For this exercise, output the line holding "use core_kernel::PortError;" and all subsequent lines of the entries below, unchanged, up to and including the last.
** Opening INFORMATION SUPPLIED block **
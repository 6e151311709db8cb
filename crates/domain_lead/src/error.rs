//! Lead domain errors
//!
//! Only two failures are visible to callers of the intake service: the
//! submission was invalid, or the lead store rejected the write. CRM failures
//! never surface here; they are reported per provider in the intake receipt.

use thiserror::Error;

use core_kernel::PortError;

use crate::validation::FieldErrors;

/// Errors that can occur in the lead domain
#[derive(Debug, Error)]
pub enum LeadError {
    /// The submission failed validation
    #[error("Validation failed: {0}")]
    Validation(FieldErrors),

    /// The lead store could not complete the operation
    #[error("Lead store error: {0}")]
    Storage(#[source] PortError),
}

impl LeadError {
    /// Returns the field errors if this is a validation failure
    pub fn field_errors(&self) -> Option<&FieldErrors> {
        match self {
            LeadError::Validation(errors) => Some(errors),
            LeadError::Storage(_) => None,
        }
    }
}

impl From<FieldErrors> for LeadError {
    fn from(errors: FieldErrors) -> Self {
        LeadError::Validation(errors)
    }
}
** Closing INFORMATION SUPPLIED block **
-- WRITTEN REPLY --
use core_kernel::PortError;

use crate::validation::FieldErrors;

/// Errors that can occur in the lead domain
#[derive(Debug, Error)]
pub enum LeadError {
    /// The submission failed validation
    #[error("Validation failed: {0}")]
    Validation(FieldErrors),

    /// The lead store could not complete the operation
    #[error("Lead store error: {0}")]
    Storage(#[source] PortError),
}

impl LeadError {
    /// Returns the field errors if this is a validation failure
    pub fn field_errors(&self) -> Option<&FieldErrors> {
        match self {
            LeadError::Validation(errors) => Some(errors),
            LeadError::Storage(_) => None,
        }
    }
}

impl From<FieldErrors> for LeadError {
    fn from(errors: FieldErrors) -> Self {
        LeadError::Validation(errors)
    }
}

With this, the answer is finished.